Court Opinion

ID: 3826536
Source: CourtListenerOpinion
Date Created: 2016-07-06 07:59:21.695278+00
Date Added: 2024-06-11T07:39:55.027137
License: Public Domain

The Legislature from the beginning has indulged the common concept of a school district and it has always indicated that a school district should constitute a compact whole. In order that the convenience of the public to be served by the school established therein might be best promoted, it has always indicated its intention that a school district should be as regular in general conformation as possible under the circumstances. It originally recognized that physical or topographical conditions would necessarily vary the regularity of the conformation of school districts. Thoroughly appreciative of the importance of convenience, but recognizing the intervention of natural and topographical conditions as necessarily affecting the regularity of conformation of such districts, it originally established and promulgated a general plan of organization of school districts. At the inception of its legislation on the subject, it provided:
"It shall be the duty of the county superintendent of public instruction to divide the county into a convenient number of school districts and to change such districts when the interest of the people may require it, by making them conform toexisting topographical or physical conditions, . . ." (70 O.S.A. § 31.)
It is obvious that the Legislature recognized that physical or topographical conditions would necessarily affect the convenience of the public in certain instances and for this reason would make irregular boundary lines necessary, in many instances, in order to promote the convenience, fair treatment, and well-being of those to be served by the school system of the district.
The Legislature never intended to give approval to gerrymandering. It did recognize the importance of physical or topographical conditions and the effect thereof on the convenience of the public and made specific provision for variance from the general plan adopted by it in consideration thereof. The Legislature intended that the various portions of a school district should be adjacent and contiguous when practicable.
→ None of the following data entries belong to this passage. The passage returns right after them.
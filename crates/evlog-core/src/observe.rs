//! Optional metrics instrumentation for evlog.
//!
//! When the `observe` feature is enabled, the writer emits counters,
//! histograms, and gauges via the [`metrics`] crate. A downstream
//! application must install a metrics recorder (e.g. `metrics-exporter-prometheus`)
//! to collect the data.
//!
//! When the feature is **not** enabled every function in this module is a
//! zero-cost no-op.

/// Record a chunk persisted to the sink.
///
/// - `evlog.sink.chunks_total` – counter
/// - `evlog.sink.bytes_total` – counter
#[inline]
pub fn record_chunk_written(bytes: usize) {
    #[cfg(feature = "observe")]
    {
        metrics::counter!("evlog.sink.chunks_total").increment(1);
        metrics::counter!("evlog.sink.bytes_total").increment(bytes as u64);
    }
    #[cfg(not(feature = "observe"))]
    {
        let _ = bytes;
    }
}

/// Record an event dropped before any bytes were written.
///
/// - `evlog.events.dropped_total` – counter with `reason` label
#[inline]
pub fn record_event_dropped(reason: &'static str) {
    #[cfg(feature = "observe")]
    {
        metrics::counter!("evlog.events.dropped_total", "reason" => reason).increment(1);
    }
    #[cfg(not(feature = "observe"))]
    {
        let _ = reason;
    }
}

/// Record a buffer written inline by its producer because it was full.
///
/// - `evlog.buffer.overflow_writes_total` – counter
#[inline]
pub fn record_overflow() {
    #[cfg(feature = "observe")]
    {
        metrics::counter!("evlog.buffer.overflow_writes_total").increment(1);
    }
}

/// Record a flush call (counter + duration + passes needed).
///
/// - `evlog.flush.total` – counter
/// - `evlog.flush.duration_seconds` – histogram
/// - `evlog.flush.passes` – histogram
#[inline]
pub fn record_flush(duration: std::time::Duration, passes: usize) {
    #[cfg(feature = "observe")]
    {
        metrics::counter!("evlog.flush.total").increment(1);
        metrics::histogram!("evlog.flush.duration_seconds").record(duration.as_secs_f64());
        metrics::histogram!("evlog.flush.passes").record(passes as f64);
    }
    #[cfg(not(feature = "observe"))]
    {
        let _ = (duration, passes);
    }
}

/// Set the registered producer thread gauge.
///
/// - `evlog.threads.registered` – gauge
#[inline]
pub fn set_registered_threads(count: usize) {
    #[cfg(feature = "observe")]
    {
        metrics::gauge!("evlog.threads.registered").set(count as f64);
    }
    #[cfg(not(feature = "observe"))]
    {
        let _ = count;
    }
}

/// Set the deferred buffers still outstanding during a capture drain.
///
/// - `evlog.capture.deferred_outstanding` – gauge
#[inline]
pub fn set_deferred_outstanding(count: usize) {
    #[cfg(feature = "observe")]
    {
        metrics::gauge!("evlog.capture.deferred_outstanding").set(count as f64);
    }
    #[cfg(not(feature = "observe"))]
    {
        let _ = count;
    }
}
See School District No. 9, Caddo County, v. Jones et al., No. 31140, decided May 11, 1943, 193 Okla. ___,140 P.2d 922.
"Adjacent" and "contiguous" do not ordinarily permit of anything of the same kind between, and the Legislature never intended a variance from this rule except as required by physical or topographical conditions. It was never intended by the Legislature that one large district should have annexed to it another large district, by the attachment of a narrow, attenuated strip, leaving a large portion of still another district between the major portions of the district thus formed without regard to physical or topographical conditions. This is the effect of the annexation proceeding presented by this record.
The Legislature never conferred jurisdiction upon the county superintendent, nor the district court on appeal from his order of annexation, to attach nonadjacent, noncontiguous territory except in cases where the physical or topographical conditions require it in order to promote the convenience of the public. The major portion of district Chowning, attached herein to the Madill district, is nonadjacent and noncontiguous to the attaching district, and still another district lies almost wholly between the attached Chowning district and the Madill district to which it was attached. There is nothing in the record to show that such a situation was *Page 590 
necessitated by existing physical or topographical conditions. It is evident that no such conditions existed and, viewing the record as a whole in this case, it is evident that the striking departure from the plan and scheme originally outlined by the Legislature was prompted by other motives than the convenience of the public to be served by the school system in the district as composed under the purported attachment.
Neither the county superintendent, nor the district court on appeal from his order, has the power to effectuate such a radical departure from the original plan and scheme devised by the Legislature without regard to topographical or physical conditions, and I am, therefore, compelled to respectfully dissent.
I am authorized to state that GIBSON, V. C. J., and OSBORN and HURST, JJ., concur in the views herein expressed.